Check each line below for the word "BufWriter", and copy those that have it.
* * *
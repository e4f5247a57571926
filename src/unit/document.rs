//! Base64 documents: one encoded document per input line.
//!
//! Each decoded document is sent to the child line by line; the child's
//! answer lines are joined back into one document and re-encoded.

use std::io::{BufRead, Write};

use base64::Engine;
use base64::engine::general_purpose::STANDARD;

use super::{FeedUnit, UnitDescriptor, UnitSink, UnitSource, read_input_line};
use crate::error::{CaptiveError, Result};

/// Reads base64 documents, one per line.
pub struct DocumentSource<R> {
    input: R,
    unit: u64,
}

impl<R: BufRead + Send + 'static> DocumentSource<R> {
    pub fn new(input: R) -> Self {
        Self { input, unit: 0 }
    }
}

impl<R: BufRead + Send + 'static> UnitSource for DocumentSource<R> {
    fn next_unit(&mut self) -> Result<Option<FeedUnit>> {
        let Some(encoded) = read_input_line(&mut self.input)? else {
            return Ok(None);
        };
        self.unit += 1;

        let document = STANDARD
            .decode(&encoded)
            .map_err(|e| CaptiveError::framing(self.unit, format!("invalid base64: {e}")))?;
        Ok(Some(describe_document(document)))
    }
}

/// Split a decoded document into newline-terminated lines for the child.
///
/// An empty document is sent as a single empty line.
pub fn describe_document(mut document: Vec<u8>) -> FeedUnit {
    let trailing_newline = document.last() == Some(&b'\n');
    if !trailing_newline {
        document.push(b'\n');
    }
    let line_count = document.iter().filter(|&&b| b == b'\n').count();
    FeedUnit {
        descriptor: UnitDescriptor::Document {
            line_count,
            trailing_newline,
        },
        payload: document,
    }
}

/// Writes each document base64-encoded on its own line.
pub struct DocumentSink<W> {
    output: W,
}

impl<W: Write + Send + 'static> DocumentSink<W> {
    pub fn new(output: W) -> Self {
        Self { output }
    }

    pub fn into_inner(self) -> W {
        self.output
    }
}

impl<W: Write + Send + 'static> UnitSink for DocumentSink<W> {
    fn write_unit(&mut self, unit: &[u8]) -> Result<()> {
        let mut encoded = STANDARD.encode(unit).into_bytes();
        encoded.push(b'\n');
        self.output.write_all(&encoded)?;
        Ok(())
    }

    fn finish(&mut self) -> Result<()> {
        self.output.flush()?;
        Ok(())
    }
}
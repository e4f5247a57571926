//! Logging setup for the `captive` binary.
//!
//! Diagnostics always go to stderr; stdout carries pipeline data only.
//!
//! # Environment Variables
//!
//! - `CAPTIVE_LOG` - Log filter (overrides RUST_LOG)
//! - `CAPTIVE_LOG_FORMAT` - Output format: pretty, compact, json
//! - `CAPTIVE_LOG_FILE` - Path to a log file (in addition to stderr)
//! - `RUST_LOG` - Standard Rust log filter (fallback)
//!
//! Command-line flags win over all of these.
//!
//! # Example
//!
//! ```no_run
//! use captive::logging::{LogConfig, init};
//!
//! init(LogConfig::from_verbosity(1, false).with_env_overrides())?;
//! # Ok::<(), tracing_appender::rolling::InitError>(())
//! ```

use std::io::IsTerminal;
use std::path::{Path, PathBuf};
use std::str::FromStr;

use tracing::{Level, Subscriber};
use tracing_appender::rolling::{InitError, RollingFileAppender, Rotation};
use tracing_subscriber::{
    EnvFilter, Layer,
    fmt::{self, MakeWriter},
    layer::SubscriberExt,
    registry::LookupSpan,
    util::SubscriberInitExt,
};

/// Log output format.
#[derive(Debug, Clone, Copy, Default, PartialEq, Eq)]
pub enum LogFormat {
    /// Human-readable multi-field format
    #[default]
    Pretty,
    /// Compact single-line format
    Compact,
    /// JSON, one object per line
    Json,
}

impl FromStr for LogFormat {
    type Err = String;

    fn from_str(s: &str) -> Result<Self, Self::Err> {
        match s.to_lowercase().as_str() {
            "pretty" | "full" => Ok(Self::Pretty),
            "compact" => Ok(Self::Compact),
            "json" => Ok(Self::Json),
            _ => Err(format!(
                "Unknown log format: '{}'. Valid options: pretty, compact, json",
                s
            )),
        }
    }
}

impl std::fmt::Display for LogFormat {
    fn fmt(&self, f: &mut std::fmt::Formatter<'_>) -> std::fmt::Result {
        match self {
            Self::Pretty => write!(f, "pretty"),
            Self::Compact => write!(f, "compact"),
            Self::Json => write!(f, "json"),
        }
    }
}

/// Logging configuration.
#[derive(Debug, Clone)]
pub struct LogConfig {
    /// Base log level (default: WARN)
    pub level: Level,
    /// Log format (default: Pretty)
    pub format: LogFormat,
    /// Extra log file, never rotated (None = stderr only)
    pub file_path: Option<PathBuf>,
    /// Custom filter string (overrides level if set)
    pub filter: Option<String>,
    /// Show thread names; useful since every stage runs on its own thread
    pub show_thread_names: bool,
}

impl Default for LogConfig {
    fn default() -> Self {
        Self {
            level: Level::WARN,
            format: LogFormat::Pretty,
            file_path: None,
            filter: None,
            show_thread_names: true,
        }
    }
}

impl LogConfig {
    pub fn new() -> Self {
        Self::default()
    }

    /// Map `-v`/`-q` counts to a filter.
    ///
    /// An explicit flag sets the filter so environment variables cannot
    /// override it; with neither flag the environment decides.
    pub fn from_verbosity(verbose: u8, quiet: bool) -> Self {
        let level = match (quiet, verbose) {
            (true, _) => Some(Level::ERROR),
            (false, 0) => None,
            (false, 1) => Some(Level::INFO),
            (false, 2) => Some(Level::DEBUG),
            (false, _) => Some(Level::TRACE),
        };
        let mut config = Self::default();
        if let Some(level) = level {
            config.level = level;
            config.filter = Some(level_filter(level));
        }
        config
    }

    pub fn with_level(mut self, level: Level) -> Self {
        self.level = level;
        self
    }

    pub fn with_format(mut self, format: LogFormat) -> Self {
        self.format = format;
        self
    }

    pub fn with_file(mut self, path: PathBuf) -> Self {
        self.file_path = Some(path);
        self
    }

    pub fn with_filter(mut self, filter: String) -> Self {
        self.filter = Some(filter);
        self
    }

    /// Fill unset fields from `CAPTIVE_LOG`, `RUST_LOG`, `CAPTIVE_LOG_FORMAT`
    /// and `CAPTIVE_LOG_FILE`.
    pub fn with_env_overrides(self) -> Self {
        self.with_env_from(|name| std::env::var(name).ok())
    }

    fn with_env_from(mut self, var: impl Fn(&str) -> Option<String>) -> Self {
        if self.filter.is_none() {
            self.filter = var("CAPTIVE_LOG").or_else(|| var("RUST_LOG"));
        }

        if let Some(format) = var("CAPTIVE_LOG_FORMAT")
            && let Ok(f) = format.parse()
        {
            self.format = f;
        }

        if self.file_path.is_none()
            && let Some(path) = var("CAPTIVE_LOG_FILE")
        {
            self.file_path = Some(PathBuf::from(path));
        }

        self
    }

    fn build_filter(&self) -> EnvFilter {
        let fallback = || EnvFilter::new(level_filter(self.level));
        match self.filter {
            Some(ref filter) => EnvFilter::try_new(filter).unwrap_or_else(|_| {
                eprintln!("Warning: Invalid log filter '{}', using default", filter);
                fallback()
            }),
            None => fallback(),
        }
    }

    fn layer<S, W>(&self, writer: W, ansi: bool) -> Box<dyn Layer<S> + Send + Sync>
    where
        S: Subscriber + for<'a> LookupSpan<'a>,
        W: for<'w> MakeWriter<'w> + Send + Sync + 'static,
    {
        let base = fmt::layer()
            .with_thread_names(self.show_thread_names)
            .with_ansi(ansi)
            .with_writer(writer);
        match self.format {
            LogFormat::Json => base.json().boxed(),
            LogFormat::Compact => base.compact().boxed(),
            LogFormat::Pretty => base.boxed(),
        }
    }
}

fn level_filter(level: Level) -> String {
    level.to_string().to_lowercase()
}

/// Initialize the global tracing subscriber.
///
/// Logs to stderr, and additionally to `config.file_path` when set. Fails
/// if the log file or its directory cannot be created. Calling this more
/// than once is harmless; later calls are ignored.
pub fn init(config: LogConfig) -> Result<(), InitError> {
    let filter = config.build_filter();

    let ansi = std::io::stderr().is_terminal();
    let mut layers = vec![config.layer(std::io::stderr, ansi)];
    if let Some(ref path) = config.file_path {
        let parent = path
            .parent()
            .filter(|p| !p.as_os_str().is_empty())
            .unwrap_or(Path::new("."));
        let file_name = path
            .file_name()
            .map(|n| n.to_string_lossy().into_owned())
            .unwrap_or_else(|| "captive.log".into());
        let appender = RollingFileAppender::builder()
            .rotation(Rotation::NEVER)
            .filename_prefix(file_name)
            .build(parent)?;
        layers.push(config.layer(appender, false));
    }

    let _ = tracing_subscriber::registry()
        .with(filter)
        .with(layers)
        .try_init();
    Ok(())
}
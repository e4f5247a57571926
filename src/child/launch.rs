//! Launching and reaping captive children.
//!
//! Exec failure is detected synchronously with the self-pipe trick: the
//! child holds the close-on-exec write end of a status pipe. A successful
//! exec closes it, so the parent reads end-of-stream; a failed exec writes
//! `errno` into it first.

use std::ffi::{CString, OsStr};
use std::io::{self, Read};
use std::os::unix::ffi::OsStrExt;
use std::os::unix::io::{AsRawFd, RawFd};
use std::time::Duration;

use nix::errno::Errno;
use nix::sys::signal::{self, Signal};
use nix::sys::wait::{WaitPidFlag, waitpid};
use nix::unistd::{ForkResult, Pid, fork};
use tracing::{debug, trace};

use super::ipc::PipeFd;
use super::signals::{TerminationReason, analyze_wait_status};
use crate::error::{CaptiveError, Result};

/// Exit status of a forked child whose exec failed.
const EXEC_FAILED_STATUS: libc::c_int = 127;

/// A running child whose stdin and stdout belong to the parent.
///
/// Dropping an un-reaped child terminates and reaps it.
pub struct ChildProcess {
    pid: Pid,
    program: String,
    stdin: Option<PipeFd>,
    stdout: Option<PipeFd>,
    exit: Option<TerminationReason>,
}

impl ChildProcess {
    /// Fork and exec `argv[0]` (searched in `PATH`) with `argv` as its arguments.
    ///
    /// Returns only after the exec has either succeeded or failed, so a
    /// missing program surfaces here as [`CaptiveError::Launch`].
    ///
    /// On Linux the child receives SIGTERM when the *calling thread* exits,
    /// not only when the whole process does. Launch from a thread that
    /// outlives the child, such as the one that will wait for it.
    pub fn launch<S: AsRef<OsStr>>(argv: &[S]) -> Result<Self> {
        let program = argv
            .first()
            .map(|arg| arg.as_ref().to_string_lossy().into_owned())
            .ok_or_else(|| CaptiveError::InvalidArgument("empty command line".into()))?;

        // Everything the child touches is allocated before fork.
        let c_args = argv
            .iter()
            .map(|arg| CString::new(arg.as_ref().as_bytes()))
            .collect::<std::result::Result<Vec<_>, _>>()
            .map_err(|e| CaptiveError::Launch {
                program: program.clone(),
                source: io::Error::new(io::ErrorKind::InvalidInput, e),
            })?;
        let mut c_argv: Vec<*const libc::c_char> = c_args.iter().map(|arg| arg.as_ptr()).collect();
        c_argv.push(std::ptr::null());

        let (child_stdin, parent_stdin) = PipeFd::pipe()?;
        let (parent_stdout, child_stdout) = PipeFd::pipe()?;
        let (status_read, status_write) = PipeFd::pipe()?;

        // SAFETY: the child branch only makes async-signal-safe calls before
        // it execs or exits.
        match unsafe { fork() }? {
            ForkResult::Child => unsafe {
                exec_child(
                    child_stdin.as_raw_fd(),
                    child_stdout.as_raw_fd(),
                    status_write.as_raw_fd(),
                    &c_argv,
                )
            },
            ForkResult::Parent { child } => {
                drop(child_stdin);
                drop(child_stdout);
                drop(status_write);

                let mut launched = Self {
                    pid: child,
                    program,
                    stdin: Some(parent_stdin),
                    stdout: Some(parent_stdout),
                    exit: None,
                };

                if let Some(errno) = read_exec_status(status_read)? {
                    // Reap the failed child so it does not linger as a zombie.
                    let _ = launched.wait();
                    return Err(CaptiveError::Launch {
                        program: launched.program.clone(),
                        source: io::Error::from_raw_os_error(errno),
                    });
                }

                debug!(
                    pid = child.as_raw(),
                    program = %launched.program,
                    "Launched captive child"
                );
                Ok(launched)
            }
        }
    }

    /// Get the process ID.
    pub fn pid(&self) -> Pid {
        self.pid
    }

    /// Name of the launched program (`argv[0]`).
    pub fn program(&self) -> &str {
        &self.program
    }

    /// Take the write end of the child's stdin. Can only be taken once.
    pub fn take_stdin(&mut self) -> Option<PipeFd> {
        self.stdin.take()
    }

    /// Take the read end of the child's stdout. Can only be taken once.
    pub fn take_stdout(&mut self) -> Option<PipeFd> {
        self.stdout.take()
    }

    /// Block until the child exits.
    ///
    /// Waiting again after the child was reaped returns the same reason.
    pub fn wait(&mut self) -> Result<TerminationReason> {
        if let Some(reason) = self.exit {
            return Ok(reason);
        }
        loop {
            match waitpid(self.pid, None) {
                Ok(status) => {
                    if let Some(reason) = analyze_wait_status(status) {
                        trace!(pid = self.pid.as_raw(), %reason, "Reaped captive child");
                        self.exit = Some(reason);
                        return Ok(reason);
                    }
                }
                Err(Errno::EINTR) => continue,
                Err(e) => return Err(e.into()),
            }
        }
    }

    /// Reap the child if it has already exited (non-blocking).
    pub fn try_wait(&mut self) -> Result<Option<TerminationReason>> {
        if let Some(reason) = self.exit {
            return Ok(Some(reason));
        }
        let status = waitpid(self.pid, Some(WaitPidFlag::WNOHANG))?;
        let reason = analyze_wait_status(status);
        if reason.is_some() {
            self.exit = reason;
        }
        Ok(reason)
    }

    /// Send SIGTERM to the child.
    pub fn terminate(&self) -> Result<()> {
        if self.exit.is_some() {
            return Ok(());
        }
        signal::kill(self.pid, Signal::SIGTERM)?;
        Ok(())
    }

    /// Send SIGKILL to the child and reap it.
    pub fn kill(&mut self) -> Result<TerminationReason> {
        if self.exit.is_none() {
            signal::kill(self.pid, Signal::SIGKILL)?;
        }
        self.wait()
    }
}

impl Drop for ChildProcess {
    fn drop(&mut self) {
        if self.exit.is_some() {
            return;
        }
        // Close our pipe ends first so a child blocked on them can finish.
        self.stdin.take();
        self.stdout.take();

        let _ = self.terminate();
        std::thread::sleep(Duration::from_millis(10));
        if let Ok(Some(_)) = self.try_wait() {
            return;
        }
        let _ = self.kill();
    }
}

/// Read the exec status pipe: `None` when exec succeeded, the child's errno otherwise.
fn read_exec_status(mut status: PipeFd) -> io::Result<Option<i32>> {
    let mut buf = [0u8; std::mem::size_of::<libc::c_int>()];
    let mut filled = 0;
    while filled < buf.len() {
        let n = status.read(&mut buf[filled..])?;
        if n == 0 {
            break;
        }
        filled += n;
    }
    Ok(match filled {
        0 => None,
        n if n == buf.len() => Some(libc::c_int::from_ne_bytes(buf)),
        _ => Some(libc::EIO),
    })
}

/// Child side of the fork: install the pipes on fds 0 and 1 and exec.
///
/// Every pipe end was created close-on-exec, so exec drops all of them
/// except the duplicates on 0 and 1.
unsafe fn exec_child(
    stdin: RawFd,
    stdout: RawFd,
    status: RawFd,
    argv: &[*const libc::c_char],
) -> ! {
    unsafe {
        // Fires when the forking thread exits, not the whole parent process.
        #[cfg(target_os = "linux")]
        libc::prctl(libc::PR_SET_PDEATHSIG, libc::SIGTERM as libc::c_ulong);

        // The Rust runtime ignores SIGPIPE and ignored signals survive exec.
        libc::signal(libc::SIGPIPE, libc::SIG_DFL);

        if install_fd(stdin, libc::STDIN_FILENO) && install_fd(stdout, libc::STDOUT_FILENO) {
            libc::execvp(argv[0], argv.as_ptr());
        }

        let errno: libc::c_int = io::Error::last_os_error()
            .raw_os_error()
            .unwrap_or(libc::EINVAL);
        libc::write(
            status,
            (&errno as *const libc::c_int).cast(),
            std::mem::size_of::<libc::c_int>(),
        );
        libc::_exit(EXEC_FAILED_STATUS)
    }
}

/// Make `from` available as `to` without close-on-exec.
unsafe fn install_fd(from: RawFd, to: RawFd) -> bool {
    unsafe {
        if from == to {
            libc::fcntl(to, libc::F_SETFD, 0) != -1
        } else {
            libc::dup2(from, to) != -1
        }
    }
}
//! Owned pipe endpoints and buffered line I/O over them.
//!
//! All reads and writes retry on EINTR. A [`PipeFd`] closes its descriptor
//! exactly once, when it is dropped, on every exit path.

use std::io::{self, BufRead, BufReader, BufWriter, Read, Write};
use std::os::unix::io::{AsFd, AsRawFd, BorrowedFd, OwnedFd, RawFd};

use nix::fcntl::OFlag;

/// Default buffer size for child I/O (64KB).
const DEFAULT_BUFFER_SIZE: usize = 64 * 1024;

/// One end of an OS pipe, owned.
///
/// Not `Clone`: a descriptor is never duplicated implicitly.
#[derive(Debug)]
pub struct PipeFd {
    fd: OwnedFd,
}

impl PipeFd {
    /// Create from an owned file descriptor.
    pub fn new(fd: OwnedFd) -> Self {
        Self { fd }
    }

    /// Create a close-on-exec pipe, returning `(read_end, write_end)`.
    ///
    /// Both flags are set atomically with creation so a concurrent fork in
    /// another thread can never inherit these ends across exec.
    pub fn pipe() -> nix::Result<(PipeFd, PipeFd)> {
        let (read, write) = nix::unistd::pipe2(OFlag::O_CLOEXEC)?;
        Ok((PipeFd::new(read), PipeFd::new(write)))
    }
}

impl AsFd for PipeFd {
    fn as_fd(&self) -> BorrowedFd<'_> {
        self.fd.as_fd()
    }
}

impl AsRawFd for PipeFd {
    fn as_raw_fd(&self) -> RawFd {
        self.fd.as_raw_fd()
    }
}

impl Read for PipeFd {
    fn read(&mut self, buf: &mut [u8]) -> io::Result<usize> {
        loop {
            match nix::unistd::read(&self.fd, buf) {
                Ok(n) => return Ok(n),
                Err(nix::errno::Errno::EINTR) => continue,
                Err(e) => return Err(io::Error::from_raw_os_error(e as i32)),
            }
        }
    }
}

impl Write for PipeFd {
    fn write(&mut self, buf: &[u8]) -> io::Result<usize> {
        loop {
            match nix::unistd::write(&self.fd, buf) {
                Ok(n) => return Ok(n),
                Err(nix::errno::Errno::EINTR) => continue,
                Err(e) => return Err(io::Error::from_raw_os_error(e as i32)),
            }
        }
    }

    fn flush(&mut self) -> io::Result<()> {
        Ok(())
    }
}

/// Buffered reader over a child's stdout.
pub struct ChildReader {
    reader: BufReader<PipeFd>,
}

impl ChildReader {
    pub fn new(fd: PipeFd) -> Self {
        Self {
            reader: BufReader::with_capacity(DEFAULT_BUFFER_SIZE, fd),
        }
    }

    /// Read one line without its trailing `\n`.
    ///
    /// Returns `None` at end-of-stream. A final line that lacks a newline
    /// is still returned as a line.
    pub fn read_line(&mut self) -> io::Result<Option<Vec<u8>>> {
        let mut line = Vec::new();
        if self.reader.read_until(b'\n', &mut line)? == 0 {
            return Ok(None);
        }
        if line.last() == Some(&b'\n') {
            line.pop();
        }
        Ok(Some(line))
    }

    /// Block until the child has produced more output or closed its stdout.
    ///
    /// Returns `true` if unread output is pending, `false` at end-of-stream.
    /// Nothing is consumed.
    pub fn has_pending_output(&mut self) -> io::Result<bool> {
        Ok(!self.reader.fill_buf()?.is_empty())
    }

    /// Access the buffered stream for framings that are not line based.
    pub fn get_mut(&mut self) -> &mut BufReader<PipeFd> {
        &mut self.reader
    }
}

/// Buffered writer into a child's stdin.
///
/// Dropping it (or calling [`ChildWriter::close`]) closes the child's stdin,
/// which is how a conforming child learns there is no more input.
pub struct ChildWriter {
    writer: BufWriter<PipeFd>,
}

impl ChildWriter {
    pub fn new(fd: PipeFd) -> Self {
        Self {
            writer: BufWriter::with_capacity(DEFAULT_BUFFER_SIZE, fd),
        }
    }

    /// Write raw bytes into the buffer; may flush (and block) when it fills.
    pub fn write_all(&mut self, data: &[u8]) -> io::Result<()> {
        self.writer.write_all(data)
    }

    /// Write one line, appending `\n`.
    pub fn write_line(&mut self, line: &[u8]) -> io::Result<()> {
        self.writer.write_all(line)?;
        self.writer.write_all(b"\n")
    }

    /// Push buffered bytes to the child. Blocks while the pipe is full.
    pub fn flush(&mut self) -> io::Result<()> {
        self.writer.flush()
    }

    /// Flush and close the write end.
    pub fn close(mut self) -> io::Result<()> {
        self.writer.flush()
    }
}

#[cfg(test)]
mod tests {
    use super::*;

    #[test]
    fn test_line_reader_writer_roundtrip() {
        let (read_fd, write_fd) = PipeFd::pipe().unwrap();
        let mut reader = ChildReader::new(read_fd);
        let mut writer = ChildWriter::new(write_fd);

        writer.write_line(b"hello").unwrap();
        writer.write_line(b"").unwrap();
        writer.write_all(b"world\r\n").unwrap();
        writer.close().unwrap();

        assert_eq!(reader.read_line().unwrap(), Some(b"hello".to_vec()));
        assert_eq!(reader.read_line().unwrap(), Some(Vec::new()));
        // Carriage returns are payload, not framing.
        assert_eq!(reader.read_line().unwrap(), Some(b"world\r".to_vec()));
        assert_eq!(reader.read_line().unwrap(), None);
    }

    #[test]
    fn test_unterminated_last_line() {
        let (read_fd, write_fd) = PipeFd::pipe().unwrap();
        let mut reader = ChildReader::new(read_fd);
        let mut writer = ChildWriter::new(write_fd);

        writer.write_all(b"a\nb").unwrap();
        drop(writer);

        assert_eq!(reader.read_line().unwrap(), Some(b"a".to_vec()));
        assert_eq!(reader.read_line().unwrap(), Some(b"b".to_vec()));
        assert_eq!(reader.read_line().unwrap(), None);
    }

    #[test]
    fn test_pending_output_does_not_consume() {
        let (read_fd, write_fd) = PipeFd::pipe().unwrap();
        let mut reader = ChildReader::new(read_fd);
        let mut writer = ChildWriter::new(write_fd);

        writer.write_line(b"peeked").unwrap();
        writer.flush().unwrap();

        assert!(reader.has_pending_output().unwrap());
        assert!(reader.has_pending_output().unwrap());
        assert_eq!(reader.read_line().unwrap(), Some(b"peeked".to_vec()));

        drop(writer);
        assert!(!reader.has_pending_output().unwrap());
    }

    #[test]
    fn test_unflushed_bytes_stay_in_buffer() {
        let (read_fd, write_fd) = PipeFd::pipe().unwrap();
        let mut reader = ChildReader::new(read_fd);
        let mut writer = ChildWriter::new(write_fd);

        writer.write_line(b"buffered").unwrap();
        // Nothing has reached the pipe yet; closing pushes it out.
        writer.close().unwrap();
        assert_eq!(reader.read_line().unwrap(), Some(b"buffered".to_vec()));
    }

    #[test]
    fn test_write_to_closed_pipe_is_broken_pipe() {
        let (read_fd, write_fd) = PipeFd::pipe().unwrap();
        drop(read_fd);
        let mut writer = ChildWriter::new(write_fd);
        writer.write_line(b"nobody listens").unwrap();
        let err = writer.flush().unwrap_err();
        assert_eq!(err.kind(), io::ErrorKind::BrokenPipe);
    }

    #[test]
    fn test_pipe_ends_are_close_on_exec() {
        let (read_fd, write_fd) = PipeFd::pipe().unwrap();
        for fd in [&read_fd, &write_fd] {
            let flags = unsafe { libc::fcntl(fd.as_raw_fd(), libc::F_GETFD) };
            assert!(flags >= 0);
            assert_ne!(flags & libc::FD_CLOEXEC, 0);
        }
    }
}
* * *
• [The answer]
use std::io::{self, BufRead, BufReader, BufWriter, Read, Write};
    writer: BufWriter<PipeFd>,
            writer: BufWriter::with_capacity(DEFAULT_BUFFER_SIZE, fd),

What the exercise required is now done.